Republican Sen. Kurt Schaefer said the city has yet to show the need for the ban.
"It seems ill-advised and arbitrary to me," Schaefer said.
The issue of Columbia's proposed bag ban came to a head during a House Energy and Environment Committee hearing Tuesday, Feb. 10.
Rep. Dan Shaul, R-Jefferson County, introduced a bill that would prohibit any city or municipality from imposing a plastic bag ban or fee.
A lot of criticism was directed at Columbia's proposed ban during the hearing and some of that came from Americans for Prosperity Deputy State Director Rachel Payton.

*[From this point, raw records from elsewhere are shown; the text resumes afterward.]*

const MPS_TO_MPH: f64 = 2.23694;

const COMPASS: [&str; 16] = [
    "N", "NNE", "NE", "ENE", "E", "ESE", "SE", "SSE", "S", "SSW", "SW", "WSW", "W", "WNW", "NW",
    "NNW",
];

#[derive(Debug, Clone, Copy, PartialEq)]
pub struct Temperature {
    c: f64,
}

impl Temperature {
    pub fn from_celsius(c: f64) -> Temperature {
        Temperature { c }
    }

    pub fn from_fahrenheit(f: f64) -> Temperature {
        Temperature {
            c: (f - 32.0) * 5.0 / 9.0,
        }
    }

    pub fn in_celsius(&self) -> f64 {
        self.c
    }

    pub fn in_fahrenheit(&self) -> f64 {
        9.0 / 5.0 * self.c + 32.0
    }
}

#[derive(Debug, Clone, Copy, PartialEq)]
pub struct Speed {
    mps: f64,
}

impl Speed {
    pub fn from_meters_per_second(mps: f64) -> Speed {
        Speed { mps }
    }

    pub fn from_kilometers_per_hour(kph: f64) -> Speed {
        Speed { mps: kph / 3.6 }
    }

    pub fn in_meters_per_second(&self) -> f64 {
        self.mps
    }

    pub fn in_miles_per_hour(&self) -> f64 {
        self.mps * MPS_TO_MPH
    }
}

#[derive(Debug, Clone, Copy, PartialEq)]
pub struct Bearing {
    deg: f64,
}

impl Bearing {
    pub fn from_degrees(deg: f64) -> Bearing {
        Bearing { deg }
    }

    pub fn to_compass(&self) -> &'static str {
        get_compass(self.deg)
    }
}

/// Maps a wind direction in degrees onto one of the 16 compass points.
///
/// Input outside `[0, 360)` is wrapped first, so `get_compass(d)` and
/// `get_compass(d + 360.0)` always agree. A NaN bearing maps to `"N"`.
pub fn get_compass(degrees: f64) -> &'static str {
    let deg = degrees.rem_euclid(360.0);
    if !deg.is_finite() {
        return COMPASS[0];
    }
    let index = (deg / 22.5 + 0.5).floor() as usize % COMPASS.len();
    COMPASS[index]
}

/// Rounds to `places` decimals from the exact binary value, the way Python's
/// `round` does: `2.675` is stored as `2.67499..` and rounds to `2.67`.
pub fn round_to(v: f64, places: usize) -> f64 {
    format!("{:.*}", places, v).parse().unwrap_or(v)
}

#[cfg(test)]
mod tests {
    use super::*;

    #[test]
    fn compass_sectors() {
        assert_eq!(get_compass(0.0), "N");
        assert_eq!(get_compass(11.24), "N");
        assert_eq!(get_compass(11.25), "NNE");
        assert_eq!(get_compass(90.0), "E");
        assert_eq!(get_compass(180.0), "S");
        assert_eq!(get_compass(270.0), "W");
        assert_eq!(get_compass(348.75), "N");
        assert_eq!(get_compass(348.74), "NNW");
        assert_eq!(get_compass(359.9), "N");
    }

    #[test]
    fn compass_wraps_full_turns() {
        let mut d = 0.0;
        while d < 360.0 {
            let label = get_compass(d);
            assert!(COMPASS.contains(&label), "{} -> {}", d, label);
            assert_eq!(label, get_compass(d + 360.0), "{}", d);
            assert_eq!(label, get_compass(d - 360.0), "{}", d);
            d += 0.5;
        }
    }

    #[test]
    fn compass_every_label_reachable() {
        for (i, label) in COMPASS.iter().enumerate() {
            assert_eq!(get_compass(i as f64 * 22.5), *label);
        }
    }

    #[test]
    fn compass_nan() {
        assert_eq!(get_compass(f64::NAN), "N");
    }

    #[test]
    fn fahrenheit_conversion() {
        assert_eq!(round_to(Temperature::from_celsius(20.0).in_fahrenheit(), 1), 68.0);
        assert_eq!(round_to(Temperature::from_celsius(-40.0).in_fahrenheit(), 1), -40.0);
        assert_eq!(round_to(Temperature::from_celsius(100.0).in_fahrenheit(), 1), 212.0);
        let t = Temperature::from_fahrenheit(50.0);
        assert!((t.in_celsius() - 10.0).abs() < 1e-9);
    }

    #[test]
    fn speed_conversion() {
        assert_eq!(round_to(Speed::from_meters_per_second(1.0).in_miles_per_hour(), 2), 2.24);
        let s = Speed::from_kilometers_per_hour(36.0);
        assert!((s.in_meters_per_second() - 10.0).abs() < 1e-9);
    }

    #[test]
    fn rounding() {
        assert_eq!(round_to(12.345, 1), 12.3);
        assert_eq!(round_to(12.36, 1), 12.4);
        assert_eq!(round_to(-3.26, 1), -3.3);
        assert_eq!(round_to(0.0, 2), 0.0);
    }

    #[test]
    fn rounding_uses_exact_value() {
        assert_eq!(round_to(2.675, 2), 2.67);
        assert_eq!(round_to(1.115, 2), 1.11);
        assert_eq!(round_to(1.005, 2), 1.0);
        assert!(round_to(f64::NAN, 1).is_nan());
    }
}
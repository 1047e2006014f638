pub mod conditions;
pub mod config;
pub mod error;
pub mod nws;
pub mod output;
pub mod render;
pub mod units;

use conditions::Conditions;
use config::Config;
use error::Error;
use nws::Client;
use tracing::{info, warn};

/// What a successful run produced.
#[derive(Debug, Clone, PartialEq, Eq)]
pub struct Summary {
    pub alerts: usize,
    pub radar: bool,
}

/// Fetches the latest observation and alerts, refreshes the radar image and
/// writes the fragment. Any fetch failure other than the radar aborts the run
/// before anything is written.
pub fn run(config: &Config) -> Result<Summary, Error> {
    let client = Client::new(config)?;

    let observation = client.get_latest_observation(&config.station)?;
    let conditions = Conditions::from(&observation);
    let alerts = client.get_active_alerts(&config.zone)?;

    let radar = match &config.radar {
        Some(radar) => refresh_radar(&client, config, radar),
        None => false,
    };

    let html = render::render(config, &conditions, &alerts, radar);
    output::replace(&config.output, html.as_bytes())?;
    info!(
        path = %config.output.display(),
        station = %config.station,
        alerts = alerts.len(),
        radar,
        "wrote weather fragment"
    );

    Ok(Summary {
        alerts: alerts.len(),
        radar,
    })
}

/// Downloads and stores the radar image. On failure the previous image is left
/// alone and the fragment goes out without a radar tag.
fn refresh_radar(client: &Client, config: &Config, radar: &config::RadarId) -> bool {
    let url = config.radar_url_for(radar);
    let stored = client
        .get_radar(radar, &url)
        .map_err(Error::from)
        .and_then(|image| output::replace(&config.radar_path, &image));
    match stored {
        Ok(()) => true,
        Err(err) => {
            warn!(%radar, error = %err, "radar image not refreshed, omitting it");
            false
        }
    }
}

"The city of Columbia is getting in the way of the consumer and the retailer and we are asking the state to let the consumer have a choice and not allow the city to get in the way of our choice," Payton said.
Opponents of the bill and proponents of Columbia's proposed measure point to the issue of local control.
"I am concerned at any point where the state government tries to come in and limits the local control on an issue such as this," Democratic Rep. Kip Kendrick said.
Kendrick did not say whether or not Columbia City Council members should support the bag ban.
"I haven't researched it enough to know how I stand on that issue," Kendrick said.
Rep. Caleb Rowden supports Shaul's bill.
"I certainly don't believe it's the job of the Columbia City Council to tell a private business what they can or can't do and what bags they can or can't use," Rowden said.
Rowden says he opposes Columbia's proposed bag ban and says they lack the authority to pass the ordinance.
"Ultimately I think if they pass it, it gets thrown out in court," Rowden said. "I'm not sure it matters in the long run."
Rep. Chuck Basye represents the western part of Columbia and he is supportive of Shaul's bill.
"I think the premise [of the bill] is perfectly fine," Basye said.
He also advised the city council to not pass the bag ban.
"We ought to leave it exactly as it is right now," Basye said.
Schaefer said the council must convince residents the bag ban is the right thing to do.
"I think the case they have to make is that somehow, from a public policy perspective, the cost that's going to get passed on to customers at those stores, is with the harm they're trying to prevent," Schaefer said.
Schaefer also said there are other pressing issues the city should address.
"I really don't think it's that big of a problem," Schaefer said. "I think crime is a much bigger issue in Columbia. I think the conditions of roads are a much bigger issue in Columbia and frankly, I would like to see them address some of those things that are core governmental functions before they get to plastic bags."
Republican Rep. Caleb Jones and Rep. Stephen Webber did not respond to requests for comment on this story.
The city council could vote on the proposed ban as early as their meeting on Monday, Mar. 2.